_AIM OF THE TASK_: Search the listing below for the word "fill" and copy each line where it appears.

****************************************

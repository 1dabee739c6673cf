//! Page chrome drawn with egui: heading, canvas, background buttons, caption

use egui::{Color32, RichText, Sense, Stroke};

use crate::color::{BackgroundPreset, ViewerState};
use crate::controls::OrbitInput;

pub const HEADING: &str = "My Bakery 3D Viewer";
pub const CAPTION: &str = "Canvas size follows the page layout.";

const STRIP_LABEL: &str = "Change Background:";
const STRIP_TEXT_SIZE: f32 = 13.0;

const HEADING_COLOR: Color32 = Color32::from_rgb(0x1f, 0x29, 0x37);
const CAPTION_COLOR: Color32 = Color32::from_rgb(0x4b, 0x55, 0x63);
const CANVAS_BORDER: Color32 = Color32::from_rgb(0x37, 0x41, 0x51);

/// What the user asked for during one UI frame
#[derive(Debug, Clone, Copy, Default, PartialEq)]
pub struct UiActions {
    pub preset: Option<BackgroundPreset>,
    pub orbit: OrbitInput,
}

/// Lay out the page and collect user actions.
///
/// `canvas_size` is the size the page layout assigned to the canvas, in
/// points; `canvas` is the texture holding the last rendered frame.
pub fn draw(
    ctx: &egui::Context,
    state: &ViewerState,
    canvas_size: (f32, f32),
    canvas: Option<egui::TextureId>,
) -> UiActions {
    let mut actions = UiActions::default();
    let [r, g, b] = state.background.container_rgb();

    egui::CentralPanel::default()
        .frame(egui::Frame::default().fill(Color32::from_rgb(r, g, b)))
        .show(ctx, |ui| {
            ui.vertical_centered(|ui| {
                ui.add_space(16.0);
                ui.label(
                    RichText::new(HEADING)
                        .size(24.0)
                        .strong()
                        .color(HEADING_COLOR),
                );
                ui.add_space(16.0);

                actions.orbit = canvas_area(ui, canvas_size, canvas);

                ui.add_space(16.0);
                if let Some(preset) = control_strip(ui) {
                    actions.preset = Some(preset);
                }
            });
        });

    actions
}

fn canvas_area(
    ui: &mut egui::Ui,
    canvas_size: (f32, f32),
    canvas: Option<egui::TextureId>,
) -> OrbitInput {
    let mut input = OrbitInput {
        pinch: 1.0,
        ..Default::default()
    };

    egui::Frame::default()
        .stroke(Stroke::new(4.0, CANVAS_BORDER))
        .show(ui, |ui| {
            let size = egui::vec2(canvas_size.0, canvas_size.1);
            let (rect, response) = ui.allocate_exact_size(size, Sense::click_and_drag());

            if let Some(texture) = canvas {
                let uv = egui::Rect::from_min_max(egui::pos2(0.0, 0.0), egui::pos2(1.0, 1.0));
                ui.painter().image(texture, rect, uv, Color32::WHITE);
            }

            let drag = response.drag_delta();
            let drag = glam::Vec2::new(drag.x, drag.y);
            if response.dragged_by(egui::PointerButton::Primary) {
                input.rotate = drag;
            } else if response.dragged_by(egui::PointerButton::Secondary)
                || response.dragged_by(egui::PointerButton::Middle)
            {
                input.pan = drag;
            }

            if response.hovered() {
                let (scroll, zoom) = ui.input(|i| (i.raw_scroll_delta.y, i.zoom_delta()));
                // egui scrolls positive for "wheel away", pages the other way round
                input.wheel = -scroll;
                input.pinch = zoom;
            }
        });

    input
}

fn control_strip(ui: &mut egui::Ui) -> Option<BackgroundPreset> {
    let mut clicked = None;

    egui::Frame::default()
        .fill(Color32::from_rgba_unmultiplied(255, 255, 255, 230))
        .inner_margin(16.0)
        .show(ui, |ui| {
            let row_width = button_row_width(ui);
            ui.horizontal(|ui| {
                ui.add_space(((ui.available_width() - row_width) / 2.0).max(0.0));
                ui.label(
                    RichText::new(STRIP_LABEL)
                        .size(STRIP_TEXT_SIZE)
                        .strong()
                        .color(HEADING_COLOR),
                );
                for preset in BackgroundPreset::ALL {
                    let [r, g, b] = preset.button_rgb();
                    let text = RichText::new(preset.label())
                        .size(STRIP_TEXT_SIZE)
                        .color(Color32::WHITE);
                    let button = egui::Button::new(text).fill(Color32::from_rgb(r, g, b));
                    if ui.add(button).clicked() {
                        clicked = Some(preset);
                    }
                }
            });

            ui.separator();

            ui.label(
                RichText::new(CAPTION)
                    .size(STRIP_TEXT_SIZE)
                    .italics()
                    .color(CAPTION_COLOR),
            );
        });

    clicked
}

/// Width of the label plus button row, used to centre it in the strip
fn button_row_width(ui: &egui::Ui) -> f32 {
    let font = egui::FontId::proportional(STRIP_TEXT_SIZE);
    let text_width = |text: &str| {
        ui.fonts(|fonts| {
            fonts
                .layout_no_wrap(text.to_owned(), font.clone(), Color32::WHITE)
                .size()
                .x
        })
    };
    let spacing = ui.spacing();
    let buttons: f32 = BackgroundPreset::ALL
        .iter()
        .map(|preset| text_width(preset.label()) + 2.0 * spacing.button_padding.x)
        .sum();
    text_width(STRIP_LABEL) + buttons + spacing.item_spacing.x * BackgroundPreset::ALL.len() as f32
}

#[cfg(test)]
mod tests {
    use super::*;
    use approx::assert_relative_eq;
    use egui::{Event, Pos2, Rect, Shape};

    const SCREEN_WIDTH: f32 = 1000.0;
    const CANVAS: (f32, f32) = (400.0, 300.0);
    const CANVAS_TEXTURE: egui::TextureId = egui::TextureId::User(7);

    fn run_frame(ctx: &egui::Context, events: Vec<Event>) -> (UiActions, egui::FullOutput) {
        let input = egui::RawInput {
            screen_rect: Some(Rect::from_min_size(
                Pos2::ZERO,
                egui::vec2(SCREEN_WIDTH, 800.0),
            )),
            events,
            ..Default::default()
        };
        let state = ViewerState::default();
        let mut actions = UiActions::default();
        let output = ctx.run(input, |ctx| {
            actions = draw(ctx, &state, CANVAS, Some(CANVAS_TEXTURE));
        });
        (actions, output)
    }

    fn button_rect(output: &egui::FullOutput, preset: BackgroundPreset) -> Rect {
        let [r, g, b] = preset.button_rgb();
        let fill = Color32::from_rgb(r, g, b);
        output
            .shapes
            .iter()
            .find_map(|clipped| match &clipped.shape {
                Shape::Rect(rect) if rect.fill == fill => Some(rect.rect),
                _ => None,
            })
            .unwrap_or_else(|| panic!("no {} button painted", preset.label()))
    }

    fn canvas_rect(output: &egui::FullOutput) -> Rect {
        output
            .shapes
            .iter()
            .find_map(|clipped| match &clipped.shape {
                Shape::Mesh(mesh) if mesh.texture_id == CANVAS_TEXTURE => Some(mesh.calc_bounds()),
                _ => None,
            })
            .expect("canvas texture not painted")
    }

    fn pointer(pos: Pos2, button: egui::PointerButton, pressed: bool) -> Event {
        Event::PointerButton {
            pos,
            button,
            pressed,
            modifiers: Default::default(),
        }
    }

    /// Press at the canvas centre, move right in three steps, release.
    /// Returns the orbit input summed over the gesture.
    fn drag_across_canvas(button: egui::PointerButton) -> OrbitInput {
        let ctx = egui::Context::default();
        let (_, output) = run_frame(&ctx, vec![]);
        let start = canvas_rect(&output).center();

        let mut total = OrbitInput::default();
        let mut gesture = vec![vec![Event::PointerMoved(start), pointer(start, button, true)]];
        for step in 1..=3 {
            gesture.push(vec![Event::PointerMoved(start + egui::vec2(10.0 * step as f32, 0.0))]);
        }
        gesture.push(vec![pointer(start + egui::vec2(30.0, 0.0), button, false)]);

        for events in gesture {
            let (actions, _) = run_frame(&ctx, events);
            assert_eq!(actions.preset, None);
            total.rotate += actions.orbit.rotate;
            total.pan += actions.orbit.pan;
        }
        total
    }

    #[test]
    fn idle_frame_asks_for_nothing() {
        let ctx = egui::Context::default();
        run_frame(&ctx, vec![]);
        let (actions, _) = run_frame(&ctx, vec![]);

        assert_eq!(actions.preset, None);
        assert!(actions.orbit.is_idle());
        assert_eq!(actions.orbit.pinch, 1.0);
    }

    #[test]
    fn buttons_are_laid_out_in_preset_order() {
        let ctx = egui::Context::default();
        let (_, output) = run_frame(&ctx, vec![]);

        let rects: Vec<Rect> = BackgroundPreset::ALL
            .iter()
            .map(|&preset| button_rect(&output, preset))
            .collect();
        for pair in rects.windows(2) {
            assert!(pair[0].max.x <= pair[1].min.x, "{:?}", rects);
            assert_relative_eq!(pair[0].center().y, pair[1].center().y, epsilon = 0.5);
        }
        assert!(rects[0].min.y > canvas_rect(&output).max.y);
    }

    #[test]
    fn button_row_is_centred_on_the_page() {
        let ctx = egui::Context::default();
        let (_, output) = run_frame(&ctx, vec![]);

        let label_left = output
            .shapes
            .iter()
            .find_map(|clipped| match &clipped.shape {
                Shape::Text(text) if text.galley.text() == STRIP_LABEL => Some(text.pos.x),
                _ => None,
            })
            .expect("strip label not painted");
        let row_right = button_rect(&output, BackgroundPreset::Green).max.x;

        assert_relative_eq!((label_left + row_right) / 2.0, SCREEN_WIDTH / 2.0, epsilon = 4.0);
    }

    #[test]
    fn clicking_a_button_reports_its_preset() {
        let ctx = egui::Context::default();
        let (_, output) = run_frame(&ctx, vec![]);

        for preset in BackgroundPreset::ALL {
            let at = button_rect(&output, preset).center();
            let primary = egui::PointerButton::Primary;

            let (pressed, _) = run_frame(&ctx, vec![Event::PointerMoved(at), pointer(at, primary, true)]);
            assert_eq!(pressed.preset, None);

            let (released, _) = run_frame(&ctx, vec![pointer(at, primary, false)]);
            assert_eq!(released.preset, Some(preset));
        }
    }

    #[test]
    fn primary_drag_rotates() {
        let total = drag_across_canvas(egui::PointerButton::Primary);

        assert!(total.rotate.x > 0.0 && total.rotate.x <= 30.0, "{:?}", total);
        assert_eq!(total.rotate.y, 0.0);
        assert_eq!(total.pan, glam::Vec2::ZERO);
    }

    #[test]
    fn secondary_and_middle_drag_pan() {
        for button in [egui::PointerButton::Secondary, egui::PointerButton::Middle] {
            let total = drag_across_canvas(button);

            assert!(total.pan.x > 0.0 && total.pan.x <= 30.0, "{:?}: {:?}", button, total);
            assert_eq!(total.rotate, glam::Vec2::ZERO);
        }
    }

    #[test]
    fn wheel_away_over_canvas_zooms_out() {
        let ctx = egui::Context::default();
        let (_, output) = run_frame(&ctx, vec![]);
        let wheel = |pos: Pos2| {
            vec![
                Event::PointerMoved(pos),
                Event::MouseWheel {
                    unit: egui::MouseWheelUnit::Point,
                    delta: egui::vec2(0.0, 50.0),
                    modifiers: Default::default(),
                },
            ]
        };

        let (over_canvas, _) = run_frame(&ctx, wheel(canvas_rect(&output).center()));
        assert_eq!(over_canvas.orbit.wheel, -50.0);
        assert_eq!(over_canvas.orbit.pinch, 1.0);

        let (off_canvas, _) = run_frame(&ctx, wheel(Pos2::new(5.0, 5.0)));
        assert_eq!(off_canvas.orbit.wheel, 0.0);
    }
}
//! Interactive viewer: lifecycle, frame loop, page UI and the native window

mod app;
pub mod frame_loop;
pub mod ui;
pub(crate) mod viewer;

pub use app::run_viewer;
pub use frame_loop::{FrameLoop, FrameScheduler};
pub use viewer::{Viewer, ViewerConfig};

****************************************

_RESPONSE BELOW_:
        .frame(egui::Frame::default().fill(Color32::from_rgb(r, g, b)))
        .fill(Color32::from_rgba_unmultiplied(255, 255, 255, 230))
                    let button = egui::Button::new(text).fill(Color32::from_rgb(r, g, b));
        let fill = Color32::from_rgb(r, g, b);
                Shape::Rect(rect) if rect.fill == fill => Some(rect.rect),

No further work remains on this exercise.